§ Data:
-- Opening Marker --

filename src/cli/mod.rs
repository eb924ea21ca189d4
pub mod commands;
pub mod config;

-- Closing Marker --

§ Exercise details:
From the first line to the last, return the material exactly.

§ Answer space:
filename src/cli/mod.rs
repository eb924ea21ca189d4
pub mod commands;
pub mod config;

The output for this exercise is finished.